Premièrement, nous ne croyons pas que le juge a pris en compte un facteur non pertinent lorsqu’il s’est demandé si le Conseil avait eu l’intention de présenter une demande de contrôle judiciaire dans le délai prescrit par la loi. Il n’existe pas de liste de contrôle immuable à vérifier chaque fois qu’une demande de prolongation de délai est examinée; le plus que l’on puisse dire est que la Cour examinera généralement si une explication adéquate a été fournie pour l’omission d’agir en temps opportun et si la cause du requérant est défendable. La question que le juge s’est posée était certainement pertinente à la première de ces deux questions.

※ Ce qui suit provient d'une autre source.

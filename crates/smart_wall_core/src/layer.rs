//! Tile layer storage used as the host grid for wall autotiling

use crate::TilePos;
use serde::{Deserialize, Serialize};
use std::collections::BTreeSet;
use uuid::Uuid;

/// A rectangular tile layer.
///
/// Cells hold `None` for empty or `Some(tile_id)`. Row 0 is the bottom row
/// so that `y + 1` is the cell above, matching [`TilePos`].
#[derive(Debug, Clone, Serialize, Deserialize)]
pub struct WallLayer {
    pub name: String,
    /// The tileset used for this layer
    pub tileset_id: Uuid,
    pub width: u32,
    pub height: u32,
    /// Tile data - None means empty, Some(id) is a tile id
    pub tiles: Vec<Option<u32>>,
    /// Cells whose appearance must be recomputed before the next draw
    #[serde(skip)]
    pending_refresh: BTreeSet<TilePos>,
}

impl WallLayer {
    /// Create an empty layer
    pub fn new(name: String, tileset_id: Uuid, width: u32, height: u32) -> Self {
        let size = (width * height) as usize;
        Self {
            name,
            tileset_id,
            width,
            height,
            tiles: vec![None; size],
            pending_refresh: BTreeSet::new(),
        }
    }

    /// Check whether a position lies inside the layer
    pub fn in_bounds(&self, pos: TilePos) -> bool {
        pos.x >= 0 && pos.y >= 0 && pos.x < self.width as i32 && pos.y < self.height as i32
    }

    fn index(&self, pos: TilePos) -> Option<usize> {
        if self.in_bounds(pos) {
            Some((pos.y as u32 * self.width + pos.x as u32) as usize)
        } else {
            None
        }
    }

    /// Get the tile at a position. Out-of-bounds cells read as empty.
    pub fn get(&self, pos: TilePos) -> Option<u32> {
        self.index(pos).and_then(|idx| self.tiles[idx])
    }

    /// Set the tile at a position, returning the previous content.
    ///
    /// Returns `None` if the position is out of bounds.
    pub fn set(&mut self, pos: TilePos, tile: Option<u32>) -> Option<Option<u32>> {
        let idx = self.index(pos)?;
        Some(std::mem::replace(&mut self.tiles[idx], tile))
    }

    /// Fill a rectangle (clipped to the layer) with one tile
    pub fn fill_rect(&mut self, origin: TilePos, width: u32, height: u32, tile: Option<u32>) {
        for dy in 0..height as i32 {
            for dx in 0..width as i32 {
                self.set(origin.offset(dx, dy), tile);
            }
        }
    }

    /// Iterate over all occupied cells
    pub fn occupied(&self) -> impl Iterator<Item = (TilePos, u32)> + '_ {
        self.tiles.iter().enumerate().filter_map(move |(idx, tile)| {
            let tile = (*tile)?;
            let x = (idx as u32 % self.width) as i32;
            let y = (idx as u32 / self.width) as i32;
            Some((TilePos::new(x, y), tile))
        })
    }

    /// Schedule a cell for appearance recomputation
    pub fn request_refresh(&mut self, pos: TilePos) {
        if self.in_bounds(pos) {
            self.pending_refresh.insert(pos);
        }
    }

    /// Cells currently scheduled for recomputation, in position order
    pub fn pending_refresh(&self) -> impl Iterator<Item = TilePos> + '_ {
        self.pending_refresh.iter().copied()
    }

    /// Drain the scheduled cells
    pub fn take_pending_refresh(&mut self) -> Vec<TilePos> {
        std::mem::take(&mut self.pending_refresh).into_iter().collect()
    }
}

#[cfg(test)]
mod tests {
    use super::*;

    #[test]
    fn test_new_layer() {
        let tileset_id = Uuid::new_v4();
        let layer = WallLayer::new("Walls".to_string(), tileset_id, 10, 10);

        assert_eq!(layer.name, "Walls");
        assert_eq!(layer.tileset_id, tileset_id);
        assert_eq!(layer.tiles.len(), 100);
        assert!(layer.tiles.iter().all(|t| t.is_none()));
    }

    #[test]
    fn test_get_set_bounds() {
        let mut layer = WallLayer::new("Walls".to_string(), Uuid::new_v4(), 4, 3);

        assert_eq!(layer.set(TilePos::new(3, 2), Some(7)), Some(None));
        assert_eq!(layer.get(TilePos::new(3, 2)), Some(7));
        assert_eq!(layer.set(TilePos::new(3, 2), None), Some(Some(7)));

        // Out of bounds
        assert_eq!(layer.set(TilePos::new(4, 0), Some(1)), None);
        assert_eq!(layer.set(TilePos::new(0, -1), Some(1)), None);
        assert_eq!(layer.get(TilePos::new(-1, 0)), None);
    }

    #[test]
    fn test_row_zero_is_bottom() {
        let mut layer = WallLayer::new("Walls".to_string(), Uuid::new_v4(), 3, 3);
        layer.set(TilePos::new(1, 2), Some(5));

        // (1, 2) lives in the last row of storage
        assert_eq!(layer.tiles[7], Some(5));
    }

    #[test]
    fn test_fill_rect_clips() {
        let mut layer = WallLayer::new("Walls".to_string(), Uuid::new_v4(), 3, 3);
        layer.fill_rect(TilePos::new(1, 1), 5, 5, Some(2));

        let occupied: Vec<_> = layer.occupied().map(|(pos, _)| pos).collect();
        assert_eq!(
            occupied,
            vec![
                TilePos::new(1, 1),
                TilePos::new(2, 1),
                TilePos::new(1, 2),
                TilePos::new(2, 2),
            ]
        );
    }

    #[test]
    fn test_pending_refresh() {
        let mut layer = WallLayer::new("Walls".to_string(), Uuid::new_v4(), 3, 3);
        layer.request_refresh(TilePos::new(2, 2));
        layer.request_refresh(TilePos::new(0, 0));
        layer.request_refresh(TilePos::new(2, 2));
        layer.request_refresh(TilePos::new(5, 5));

        assert_eq!(layer.pending_refresh().count(), 2);
        assert_eq!(
            layer.take_pending_refresh(),
            vec![TilePos::new(0, 0), TilePos::new(2, 2)]
        );
        assert_eq!(layer.pending_refresh().count(), 0);
    }
}
//! Integer grid coordinates

use serde::{Deserialize, Serialize};
use std::fmt;

/// A cell coordinate on the tile grid.
///
/// Y grows upward: the neighbor at `(x, y + 1)` is the one above.
#[derive(Debug, Clone, Copy, Default, PartialEq, Eq, Hash, PartialOrd, Ord, Serialize, Deserialize)]
pub struct TilePos {
    pub x: i32,
    pub y: i32,
}

impl TilePos {
    pub const fn new(x: i32, y: i32) -> Self {
        Self { x, y }
    }

    /// The position shifted by `(dx, dy)`
    pub const fn offset(self, dx: i32, dy: i32) -> Self {
        Self {
            x: self.x + dx,
            y: self.y + dy,
        }
    }
}

impl From<(i32, i32)> for TilePos {
    fn from((x, y): (i32, i32)) -> Self {
        Self { x, y }
    }
}

impl fmt::Display for TilePos {
    fn fmt(&self, f: &mut fmt::Formatter<'_>) -> fmt::Result {
        write!(f, "({}, {})", self.x, self.y)
    }
}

Deuxièmement, nous ne sommes pas convaincus que le fait pour le juge d’avoir omis de prendre en compte certains autres facteurs censément pertinents pourrait avoir vicié sa décision. Les appelants se fondent principalement sur la décision rendue par la présente Cour dans Grewal c. Ministre de l’Emploi et de l’Immigration, [1985] 2 C.F. 263; 63 N.R. 106 (C.A.F.). Dans cette affaire, le juge en chef Thurlow a dit :

Pour répondre à la première de ces questions, il faut notamment se demander si le requérant avait, dans le délai de 10 jours, l’intention de présenter sa demande et s’il a toujours eu cette intention par la suite. Tout abandon de cette intention, tout relâchement ou défaut du requérant de poursuivre cette fin avec la diligence qui pouvait raisonnablement être exigée de lui ne pourrait que nuire considérablement à ses chances d’obtenir la prorogation. La longueur de la période pour laquelle la prorogation est exigée et la question de savoir si cette prorogation causerait un préjudice à la partie adverse et, si c’est le cas, la nature de ce préjudice, sont également pertinentes. Cependant, en dernière analyse, la question de savoir si l’explication donnée justifie la prorogation nécessaire doit dépendre des faits de l’espèce et, à mon avis, nous commettrions une erreur si nous tentions d’énoncer des règles qui auraient l’effet de restreindre un pouvoir discrétionnaire que le Parlement n’a pas jugé bon de restreindre. (aux pages 277 et 278 [C.F.])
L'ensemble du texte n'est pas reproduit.